In Wixom, 18-year worker James Crawford said he is too young to retire and might not have enough seniority to get hired at another plant.

“This really hits me hard,” said the 48-year-old car painter, who listened to the announcement on the radio in a white Ford Probe parked across the street from the plant. “It looks like I’m starting over.”

In addition to the cuts in hourly jobs, Ford said it was reducing the company’s officer ranks by 12 percent by the end of the first quarter. The company previously said it was cutting the equivalent of 4,000 salaried positions by the end of the quarter.

Ford said in its earnings statement earlier Monday that it reduced employment in 2005 by 10,000 people due to layoffs, buyouts and attrition. Ford has around 300,000 employees worldwide.

The No. 2 U.S. automaker after General Motors Corp. has been hurt by falling sales of its profitable sport utility vehicles, growing health care and materials costs and labor contracts that have limited its ability to close plants and cut jobs. The UAW will have to agree to some portions of the restructuring plan, dubbed the “Way Forward” by Ford officials.

“The announced plant closings and future announcements are the subject of ongoing discussions with Ford,” Gettelfinger and Bantom said. “Certainly, today’s announcement will only make the 2007 negotiations all the more difficult and all the more important.”

Ford will almost certainly try to eliminate the unparalleled job protection that lets hourly workers continue to collect wages and benefits even when there is no longer any work for them, predicted Gary Chaison, a professor of industrial relations at Clark University.

“The auto industry and the UAW agreed to benefits and protections in good times which they cannot live up to in hard times, and I think both parties know it,” Chaison said.

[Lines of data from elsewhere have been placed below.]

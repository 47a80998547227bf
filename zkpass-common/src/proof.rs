//! Wire types for admission proofs.
//!
//! A proof carries the three Groth16 elements and exactly six public inputs in
//! circuit order: `[nullifier, eventIdentifier, merkleRoot, fieldIndex, op,
//! value]`.

use halo2curves_axiom::bn256::{Fr, G1Affine, G2Affine};
use serde::{Deserialize, Serialize};

use crate::{CommonError, PUBLIC_INPUT_COUNT};

#[derive(Clone, Copy, Debug, PartialEq, Eq)]
pub struct PublicInputs {
    pub nullifier: Fr,
    pub event_id: Fr,
    pub merkle_root: Fr,
    pub field_index: Fr,
    pub op: Fr,
    pub value: Fr,
}

impl PublicInputs {
    pub fn to_vec(&self) -> Vec<Fr> {
        vec![
            self.nullifier,
            self.event_id,
            self.merkle_root,
            self.field_index,
            self.op,
            self.value,
        ]
    }

    pub fn from_slice(values: &[Fr]) -> Result<Self, CommonError> {
        match values {
            [nullifier, event_id, merkle_root, field_index, op, value] => Ok(Self {
                nullifier: *nullifier,
                event_id: *event_id,
                merkle_root: *merkle_root,
                field_index: *field_index,
                op: *op,
                value: *value,
            }),
            _ => Err(CommonError::PublicInputCount {
                expected: PUBLIC_INPUT_COUNT,
                actual: values.len(),
            }),
        }
    }
}

#[derive(Clone, Copy, Debug, PartialEq, Eq, Serialize, Deserialize)]
pub struct Groth16Proof {
    #[serde(with = "serde_point")]
    pub a: G1Affine,
    #[serde(with = "serde_point")]
    pub b: G2Affine,
    #[serde(with = "serde_point")]
    pub c: G1Affine,
}

/// Proof as returned by the circuit client and submitted for admission.
///
/// Public inputs are kept as a raw list so a submission with a missing or
/// extra input is representable and can be rejected explicitly.
#[derive(Clone, Debug, PartialEq, Eq, Serialize, Deserialize)]
pub struct AdmissionProof {
    pub proof: Groth16Proof,
    #[serde(rename = "publicInputs", with = "crate::serde_fr_vec")]
    pub public_inputs: Vec<Fr>,
}

impl AdmissionProof {
    pub fn new(proof: Groth16Proof, inputs: &PublicInputs) -> Self {
        Self {
            proof,
            public_inputs: inputs.to_vec(),
        }
    }

    pub fn inputs(&self) -> Result<PublicInputs, CommonError> {
        PublicInputs::from_slice(&self.public_inputs)
    }
}

/// Serde module for curve points as hex of their compressed encoding.
pub mod serde_point {
    use halo2curves_axiom::group::GroupEncoding;
    use serde::{de, Deserialize, Deserializer, Serializer};

    use crate::CommonError;

    pub fn to_hex<P: GroupEncoding>(point: &P) -> String {
        format!("0x{}", hex::encode(point.to_bytes().as_ref()))
    }

    pub fn from_hex<P: GroupEncoding>(value: &str) -> Result<P, CommonError> {
        let hex_str = value.strip_prefix("0x").unwrap_or(value);
        let bytes = hex::decode(hex_str).map_err(|err| CommonError::Hex(err.to_string()))?;
        let mut repr = P::Repr::default();
        if repr.as_ref().len() != bytes.len() {
            return Err(CommonError::InvalidPoint("compressed length"));
        }
        repr.as_mut().copy_from_slice(&bytes);
        Option::from(P::from_bytes(&repr)).ok_or(CommonError::InvalidPoint("curve point"))
    }

    pub fn serialize<P, S>(point: &P, serializer: S) -> Result<S::Ok, S::Error>
    where
        P: GroupEncoding,
        S: Serializer,
    {
        serializer.serialize_str(&to_hex(point))
    }

    pub fn deserialize<'de, P, D>(deserializer: D) -> Result<P, D::Error>
    where
        P: GroupEncoding,
        D: Deserializer<'de>,
    {
        let raw = String::deserialize(deserializer)?;
        from_hex(&raw).map_err(de::Error::custom)
    }
}

#[cfg(test)]
mod tests {
    use super::*;
    use halo2curves_axiom::group::prime::PrimeCurveAffine;

    fn sample_inputs() -> PublicInputs {
        PublicInputs {
            nullifier: Fr::from(1u64),
            event_id: Fr::from(2u64),
            merkle_root: Fr::from(3u64),
            field_index: Fr::from(0u64),
            op: Fr::from(1u64),
            value: Fr::from(18u64),
        }
    }

    #[test]
    fn public_inputs_keep_circuit_order() {
        let inputs = sample_inputs();
        let raw = inputs.to_vec();
        assert_eq!(raw[0], inputs.nullifier);
        assert_eq!(raw[2], inputs.merkle_root);
        assert_eq!(raw[5], inputs.value);
        assert_eq!(PublicInputs::from_slice(&raw).unwrap(), inputs);
    }

    #[test]
    fn wrong_input_count_is_rejected() {
        let raw = sample_inputs().to_vec();
        assert_eq!(
            PublicInputs::from_slice(&raw[..5]),
            Err(CommonError::PublicInputCount {
                expected: 6,
                actual: 5
            })
        );
        let mut extra = raw.clone();
        extra.push(Fr::zero());
        assert!(PublicInputs::from_slice(&extra).is_err());
    }

    #[test]
    fn proof_json_shape() {
        let proof = AdmissionProof::new(
            Groth16Proof {
                a: G1Affine::generator(),
                b: G2Affine::generator(),
                c: G1Affine::generator(),
            },
            &sample_inputs(),
        );
        let json = serde_json::to_value(&proof).unwrap();
        assert_eq!(json["publicInputs"].as_array().unwrap().len(), 6);
        assert!(json["proof"]["b"].as_str().unwrap().starts_with("0x"));
        let back: AdmissionProof = serde_json::from_value(json).unwrap();
        assert_eq!(back, proof);
    }

    #[test]
    fn garbage_point_is_rejected() {
        assert!(serde_point::from_hex::<G1Affine>("0x00").is_err());
        assert!(serde_point::from_hex::<G1Affine>("zz").is_err());
    }
}
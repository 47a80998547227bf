use serde_json::json;
use zkpass_common::fr_to_hex;
use zkpass_test_fixtures::fixtures;

fn main() {
    let fixtures = fixtures();
    let users: Vec<_> = fixtures
        .users()
        .iter()
        .map(|user| {
            json!({
                "secret": fr_to_hex(&user.secret),
                "secret_hash": fr_to_hex(&user.secret_hash()),
                "fields": user.fields.iter().map(fr_to_hex).collect::<Vec<_>>(),
                "leaf": fr_to_hex(&user.leaf()),
            })
        })
        .collect();

    let payload = json!({
        "verifying_key": serde_json::from_str::<serde_json::Value>(fixtures.vk_json())
            .expect("vk json"),
        "users": users,
    });

    println!(
        "{}",
        serde_json::to_string_pretty(&payload).expect("serialize payload")
    );
}
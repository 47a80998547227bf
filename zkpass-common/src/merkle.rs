use std::fmt;

use halo2curves_axiom::bn256::Fr;
use once_cell::sync::Lazy;
use serde::{Deserialize, Serialize};

use crate::{fr_to_hex, poseidon::hash2, TREE_DEPTH};

static ZERO_VALUES: Lazy<[Fr; TREE_DEPTH + 1]> = Lazy::new(|| {
    let mut zeros = [Fr::zero(); TREE_DEPTH + 1];
    for level in 1..=TREE_DEPTH {
        zeros[level] = hash2(zeros[level - 1], zeros[level - 1]);
    }
    zeros
});

/// Root of an empty subtree of height `level`.
///
/// # Panics
/// If `level > TREE_DEPTH`.
pub fn zero_value(level: usize) -> Fr {
    ZERO_VALUES[level]
}

pub fn zero_values() -> &'static [Fr; TREE_DEPTH + 1] {
    &ZERO_VALUES
}

/// Fold `leaf` up through `siblings`, taking the left/right position at each
/// level from the bits of `index` (least significant bit first).
pub fn compute_root(leaf: &Fr, index: u64, siblings: &[Fr]) -> Fr {
    siblings
        .iter()
        .enumerate()
        .fold(*leaf, |node, (level, sibling)| {
            if (index >> level) & 1 == 0 {
                hash2(node, *sibling)
            } else {
                hash2(*sibling, node)
            }
        })
}

/// Inclusion path of one leaf against the root it was issued for.
#[derive(Clone, Debug, PartialEq, Eq, Serialize, Deserialize)]
pub struct TreeProof {
    pub index: u64,
    #[serde(with = "crate::serde_fr")]
    pub root: Fr,
    #[serde(with = "crate::serde_fr_vec")]
    pub siblings: Vec<Fr>,
}

impl TreeProof {
    pub fn verify(&self, leaf: &Fr) -> bool {
        self.siblings.len() == TREE_DEPTH && compute_root(leaf, self.index, &self.siblings) == self.root
    }
}

impl fmt::Display for TreeProof {
    fn fmt(&self, f: &mut fmt::Formatter<'_>) -> fmt::Result {
        writeln!(f, "index: {}", self.index)?;
        writeln!(f, "root:  {}", fr_to_hex(&self.root))?;
        for (level, sibling) in self.siblings.iter().enumerate() {
            writeln!(f, "  [{level:2}] {}", fr_to_hex(sibling))?;
        }
        Ok(())
    }
}
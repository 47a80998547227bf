use std::{io, path::PathBuf, process::Stdio, time::Duration};

use tokio::{
    io::{AsyncReadExt, AsyncWriteExt},
    process::{Child, Command},
    time,
};
use tracing::{debug, warn};
use zkpass_common::AdmissionProof;

use crate::{client::block_on_fresh, CircuitClient, CircuitInput, ProverError};

/// Runs an external prover program: circuit input JSON on stdin, proof JSON
/// (`{"proof": {"a", "b", "c"}, "publicInputs": [...]}`) on stdout.
///
/// With a deadline, an overrunning program is killed and reaped before the
/// call returns [`ProverError::Timeout`].
#[derive(Clone, Debug)]
pub struct ProcessCircuitClient {
    program: PathBuf,
    args: Vec<String>,
    timeout: Option<Duration>,
}

struct Finished {
    status: std::process::ExitStatus,
    stdout: Vec<u8>,
    stderr: Vec<u8>,
}

impl ProcessCircuitClient {
    pub fn new(program: impl Into<PathBuf>) -> Self {
        Self {
            program: program.into(),
            args: Vec::new(),
            timeout: None,
        }
    }

    pub fn arg(mut self, arg: impl Into<String>) -> Self {
        self.args.push(arg.into());
        self
    }

    pub fn timeout(mut self, timeout: Duration) -> Self {
        self.timeout = Some(timeout);
        self
    }

    fn run(
        &self,
        input: &CircuitInput,
        timeout: Option<Duration>,
    ) -> Result<AdmissionProof, ProverError> {
        input.validate()?;
        let payload = serde_json::to_vec(input)
            .map_err(|err| ProverError::Input(format!("failed to encode input: {err}")))?;

        let finished = block_on_fresh(self.spawn_and_exchange(&payload, timeout))??;
        debug!(status = %finished.status, stdout_len = finished.stdout.len(), "prover process exited");

        if !finished.status.success() {
            let stderr = String::from_utf8_lossy(&finished.stderr);
            return Err(ProverError::Circuit(format!(
                "prover exited with {}: {}",
                finished.status,
                stderr.trim()
            )));
        }

        serde_json::from_slice(&finished.stdout)
            .map_err(|err| ProverError::Circuit(format!("unreadable proof output: {err}")))
    }

    async fn spawn_and_exchange(
        &self,
        payload: &[u8],
        timeout: Option<Duration>,
    ) -> Result<Finished, ProverError> {
        let mut child = Command::new(&self.program)
            .args(&self.args)
            .stdin(Stdio::piped())
            .stdout(Stdio::piped())
            .stderr(Stdio::piped())
            .kill_on_drop(true)
            .spawn()
            .map_err(|err| {
                ProverError::Circuit(format!("failed to start {}: {err}", self.program.display()))
            })?;

        let exchanged = match timeout {
            Some(limit) => match time::timeout(limit, exchange(&mut child, payload)).await {
                Ok(exchanged) => exchanged,
                Err(_) => {
                    warn!(program = %self.program.display(), timeout = ?limit, "killing overrunning prover");
                    // Kill and reap so no process outlives the call.
                    child.kill().await.ok();
                    return Err(ProverError::Timeout(limit));
                }
            },
            None => exchange(&mut child, payload).await,
        };
        exchanged.map_err(|err| ProverError::Circuit(format!("prover process failed: {err}")))
    }
}

/// Feed the input, collect both output streams and wait for exit.
async fn exchange(child: &mut Child, payload: &[u8]) -> io::Result<Finished> {
    if let Some(mut stdin) = child.stdin.take() {
        match stdin.write_all(payload).await {
            // The program may exit without reading; its status tells why.
            Err(err) if err.kind() == io::ErrorKind::BrokenPipe => {}
            other => other?,
        }
    }

    let mut out_pipe = child.stdout.take();
    let mut err_pipe = child.stderr.take();
    let mut stdout = Vec::new();
    let mut stderr = Vec::new();
    let (out, err) = tokio::join!(
        async {
            match out_pipe.as_mut() {
                Some(pipe) => pipe.read_to_end(&mut stdout).await.map(|_| ()),
                None => Ok(()),
            }
        },
        async {
            match err_pipe.as_mut() {
                Some(pipe) => pipe.read_to_end(&mut stderr).await.map(|_| ()),
                None => Ok(()),
            }
        },
    );
    out?;
    err?;
    let status = child.wait().await?;
    Ok(Finished {
        status,
        stdout,
        stderr,
    })
}

impl CircuitClient for ProcessCircuitClient {
    fn prove(&self, input: &CircuitInput) -> Result<AdmissionProof, ProverError> {
        self.run(input, self.timeout)
    }

    fn prove_within(
        &self,
        input: &CircuitInput,
        timeout: Duration,
    ) -> Option<Result<AdmissionProof, ProverError>> {
        let limit = self.timeout.map_or(timeout, |own| own.min(timeout));
        Some(self.run(input, Some(limit)))
    }
}

#[cfg(all(test, unix))]
mod tests {
    use super::*;
    use std::{fs, process};

    use halo2curves_axiom::bn256::Fr;
    use zkpass_common::{zero_value, Criteria, CriteriaOp, EventId, TreeProof, TREE_DEPTH};

    use crate::TimeoutCircuitClient;

    /// A prover that records its pid, reads its input and then hangs.
    fn hanging_prover(tag: &str) -> (ProcessCircuitClient, PathBuf) {
        let pid_file = std::env::temp_dir().join(format!("zkpass-prover-{}-{tag}.pid", process::id()));
        let script = format!("echo $$ > {}; cat >/dev/null; exec sleep 30", pid_file.display());
        (ProcessCircuitClient::new("sh").arg("-c").arg(script), pid_file)
    }

    fn is_running(pid_file: &PathBuf) -> bool {
        let pid = fs::read_to_string(pid_file).unwrap();
        fs::remove_file(pid_file).ok();
        process::Command::new("kill")
            .arg("-0")
            .arg(pid.trim())
            .stderr(Stdio::null())
            .status()
            .unwrap()
            .success()
    }

    fn input() -> CircuitInput {
        let path = TreeProof {
            index: 0,
            root: Fr::from(1u64),
            siblings: (0..TREE_DEPTH).map(zero_value).collect(),
        };
        CircuitInput::new(
            Fr::from(5u64),
            EventId([9u8; 20]),
            &Criteria::new(0, CriteriaOp::Eq, Fr::from(1u64)),
            &path,
        )
    }

    #[test]
    fn failing_program_reports_circuit_error() {
        let client = ProcessCircuitClient::new("sh").arg("-c").arg("cat >/dev/null; echo unsatisfied >&2; exit 3");
        match client.prove(&input()) {
            Err(ProverError::Circuit(msg)) => assert!(msg.contains("unsatisfied")),
            other => panic!("unexpected result: {other:?}"),
        }
    }

    #[test]
    fn garbage_output_is_rejected() {
        let client = ProcessCircuitClient::new("sh").arg("-c").arg("cat >/dev/null; echo nope");
        assert!(matches!(client.prove(&input()), Err(ProverError::Circuit(_))));
    }

    #[test]
    fn missing_program_is_reported() {
        let client = ProcessCircuitClient::new("/nonexistent/zkpass-circuit");
        assert!(matches!(client.prove(&input()), Err(ProverError::Circuit(_))));
    }

    #[test]
    fn overrunning_program_is_killed() {
        let (client, pid_file) = hanging_prover("own");
        let client = client.timeout(Duration::from_millis(300));
        assert!(matches!(client.prove(&input()), Err(ProverError::Timeout(_))));
        assert!(!is_running(&pid_file));
    }

    #[test]
    fn outer_timeout_reaches_the_program() {
        let (client, pid_file) = hanging_prover("outer");
        let client = TimeoutCircuitClient::new(client, Duration::from_millis(300));
        let err = client.prove(&input()).unwrap_err();
        assert!(matches!(err, ProverError::Timeout(limit) if limit == Duration::from_millis(300)));
        assert!(!is_running(&pid_file));
    }

    #[test]
    fn deadline_does_not_affect_a_prompt_program() {
        let client = ProcessCircuitClient::new("sh")
            .arg("-c")
            .arg("cat >/dev/null; echo unsatisfied >&2; exit 3")
            .timeout(Duration::from_secs(10));
        match client.prove(&input()) {
            Err(ProverError::Circuit(msg)) => assert!(msg.contains("unsatisfied")),
            other => panic!("unexpected result: {other:?}"),
        }
    }
}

Ford also has seen its U.S. market share slide as a result of increasing competition from foreign rivals. The company suffered its tenth straight year of market share losses in the United States in 2005, and for the first time in 19 years, Ford lost its crown as America’s best-selling brand to GM’s Chevrolet. Ford sold around 2.9 million vehicles for a market share of 17.4 percent in 2005, down from 18.3 percent the year before and 24 percent in 1990.

The restructuring is Ford’s second in four years. Under the first plan, Ford closed five plants and cut 35,000 jobs, but its North American operations failed to turn around.

Ford used just 79 percent of its North American plant capacity in 2005, down from 86 percent in 2004, according to preliminary numbers released last week by Harbour Consulting Inc., a firm that measures plant productivity. By contrast, rival Toyota Motor Corp. was operating at full capacity.

States have been scrambling to offer tax credits and other incentives to keep Ford from closing their facilities ever since the automaker said last fall that it was developing a restructuring plan.

Earlier this month, Missouri Gov. Matt Blunt and other state officials flew to Ford’s headquarters for a one-hour meeting with Ford executives. Michigan Gov. Jennifer Granholm outlined a package of incentives to Ford last week but said she wasn’t given any assurance that Michigan plants would be spared.